Various recipe and remedy books survive in the archives of the Talbot family of Lacock Abbey who owned it from the seventeenth century until 1944, when Matilda Talbot presented it to the National Trust. A recipe book inscribed as belonging to Ann Talbot 1742 includes ‘an excellent plaister for an ague’ from Miss Bromly, made with frankincense, vermilion (a powdered mineral pigment) and oil which should be heated over a gentle fire until melted and poured into a pot. The recipe specifies the plaster ‘must be in the shape of this paper and applied to the pit of the stomach’ hence the rather pleasing heart shape!
WSHC 2664/3/1K/11 |
The long tradition
of recording and sharing recipes is continued with recipe books of Women’s
Institutes. Secrets of Wiltshire Housewives is a book of recipes
compiled by Edith Olivier collected from members of Wiltshire Women’s
Institutes, most, as Edith Olivier notes in her preface, ‘in constant use and
many handed down in one family for generations’. Edith Olivier describes it as
a book ‘as full of good things as a Christmas pudding is full of plums and
containing not only a guide to a good dinner but cures for some of the ills
which afterwards attacks him who has dined not wisely but too well’. She
particularly highlights an ‘attractive cure is the ointment made of primroses,
and bringing with the faint scent of spring; but the “infallible cure for
Pneumonia” which includes the body of a large spider, has not the same charm…

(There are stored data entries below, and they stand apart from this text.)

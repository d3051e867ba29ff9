//! 结果表布局
//!
//! 默认值即门户报告的固定格式，可通过 REPORT_LAYOUT_FILE 指向的 TOML 覆盖

use std::collections::BTreeMap;
use std::path::Path;

use serde::Deserialize;
use tracing::info;

use crate::error::{AppError, Result};

/// 表头上方的参数单元格：标签 + 数值
#[derive(Debug, Clone, Deserialize, PartialEq)]
pub struct Anchor {
    pub label_cell: String,
    pub label: String,
    pub value_cell: String,
    pub value: f64,
}

impl Anchor {
    fn new(label_cell: &str, label: &str, value_cell: &str, value: f64) -> Self {
        Self {
            label_cell: label_cell.to_string(),
            label: label.to_string(),
            value_cell: value_cell.to_string(),
            value,
        }
    }
}

/// 三色刻度
#[derive(Debug, Clone, Deserialize, PartialEq)]
pub struct ColorScale {
    pub column: String,
    pub min_value: f64,
    pub mid_value: f64,
    pub max_value: f64,
    pub min_color: u32,
    pub mid_color: u32,
    pub max_color: u32,
}

impl ColorScale {
    fn red_yellow_green(column: &str, min_value: f64, mid_value: f64, max_value: f64) -> Self {
        Self {
            column: column.to_string(),
            min_value,
            mid_value,
            max_value,
            min_color: 0xF8696B,
            mid_color: 0xFFEB84,
            max_color: 0x63BE7B,
        }
    }
}

#[derive(Debug, Clone, Deserialize, PartialEq)]
#[serde(default)]
pub struct ReportLayout {
    /// 表头所在行（从 0 开始）
    pub header_row: u32,
    pub header_height: f64,
    pub header_fill: u32,
    pub header_font_color: u32,
    pub font_name: String,
    pub font_size: f64,
    pub label_color: u32,
    pub value_color: u32,

    pub date_label: String,
    pub help_text: String,
    pub help_url: String,

    pub exchange_rate: Anchor,
    pub shipping_cost: Anchor,
    pub prep_center_cost: Anchor,
    pub commission_percent: Anchor,

    pub default_width: f64,
    pub column_widths: BTreeMap<String, f64>,
    pub number_formats: BTreeMap<String, String>,
    pub right_aligned: Vec<String>,
    pub color_scales: Vec<ColorScale>,

    pub link_text: String,
    pub product_link_text: String,

    /// 公式用到的列
    pub price_column: String,
    pub min_price_column: String,
    pub price_pl_column: String,
    pub profit_column: String,
    pub roi_column: String,
    pub link_column: String,
    pub product_link_column: String,
}

impl Default for ReportLayout {
    fn default() -> Self {
        let widths = [
            ("Lp", 6.0),
            ("EAN", 16.0),
            ("Price", 10.0),
            ("Price PL", 10.0),
            ("Cena min.", 11.0),
            ("Profit", 10.0),
            ("ROI", 9.0),
            ("Link", 8.0),
            ("Top oferta", 11.0),
            ("Transakcje (30 dni)", 13.0),
            ("Product Link", 14.0),
        ];
        let formats = [
            ("Price", "0.00"),
            ("Price PL", "0.00"),
            ("Cena min.", "0.00"),
            ("Profit", "0.00"),
            ("ROI", "0.00%"),
            ("EAN", "0"),
        ];

        Self {
            header_row: 3,
            header_height: 32.0,
            header_fill: 0x4F81BD,
            header_font_color: 0xFFFFFF,
            font_name: "Arial".to_string(),
            font_size: 10.0,
            label_color: 0x1F497D,
            value_color: 0xC00000,

            date_label: "Date:".to_string(),
            help_text: "Help".to_string(),
            help_url: "https://tradewatch.pl/".to_string(),

            exchange_rate: Anchor::new("D1", "Kurs EUR/PLN", "G1", 4.3),
            shipping_cost: Anchor::new("D2", "Dostawa", "G2", 0.0),
            prep_center_cost: Anchor::new("D3", "Prep Center", "G3", 0.0),
            commission_percent: Anchor::new("I1", "Prowizja %", "M1", 10.0),

            default_width: 12.0,
            column_widths: widths.iter().map(|(k, v)| (k.to_string(), *v)).collect(),
            number_formats: formats.iter().map(|(k, v)| (k.to_string(), v.to_string())).collect(),
            right_aligned: ["Price", "Price PL", "Cena min.", "Profit", "ROI"]
                .iter()
                .map(|s| s.to_string())
                .collect(),
            color_scales: vec![
                ColorScale::red_yellow_green("ROI", 0.0, 0.2, 0.5),
                ColorScale::red_yellow_green("Profit", 0.0, 10.0, 50.0),
            ],

            link_text: "Link".to_string(),
            product_link_text: "View Product".to_string(),

            price_column: "Price".to_string(),
            min_price_column: "Cena min.".to_string(),
            price_pl_column: "Price PL".to_string(),
            profit_column: "Profit".to_string(),
            roi_column: "ROI".to_string(),
            link_column: "Link".to_string(),
            product_link_column: "Product Link".to_string(),
        }
    }
}

impl ReportLayout {
    /// 从 TOML 文件读取，未写出的字段使用默认值
    pub fn from_file(path: &Path) -> Result<Self> {
        let content = std::fs::read_to_string(path).map_err(|e| AppError::file(path, e))?;
        let layout: ReportLayout = toml::from_str(&content)?;
        info!("✓ 已加载报告布局: {}", path.display());
        Ok(layout)
    }

    /// 有覆盖文件时读取，否则使用默认布局
    pub fn load(path: Option<&Path>) -> Result<Self> {
        match path {
            Some(p) => Self::from_file(p),
            None => Ok(Self::default()),
        }
    }

    /// 数据起始行（从 0 开始）
    pub fn data_row(&self) -> u32 {
        self.header_row + 1
    }

    pub fn width_of(&self, column: &str) -> f64 {
        self.column_widths
            .get(column)
            .copied()
            .unwrap_or(self.default_width)
    }

    pub fn anchors(&self) -> [&Anchor; 4] {
        [
            &self.exchange_rate,
            &self.shipping_cost,
            &self.prep_center_cost,
            &self.commission_percent,
        ]
    }
}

and I also thought I might be burnt as a witch if I published the “Cure for
Falling Sickness” beginning with the words “Take a man’s skull that has not
been above a year buried”…’
It has been a
delight as an archivist to see previously neglected histories and stories of women
revealed through archives, as well as seeing these stories inspire people to
get active and get growing today.
I am an Archivist working for Wiltshire Council at the Wiltshire and Swindon History Centre, the record office for Wiltshire and the Borough of Swindon. I have worked at WSHC since 2014, in my current role since 2019. Immediately prior to coming to Wiltshire Council I worked for the University of Oxford at the History of Science Museum (then called the Museum of the History of Science) as Researcher-Cataloguer. I studied History at the University of York, before studying for an MSc in Landscape, Environment and History at the University of Edinburgh, and a Postgraduate Diploma in Archives and Records Management at the University of Dundee.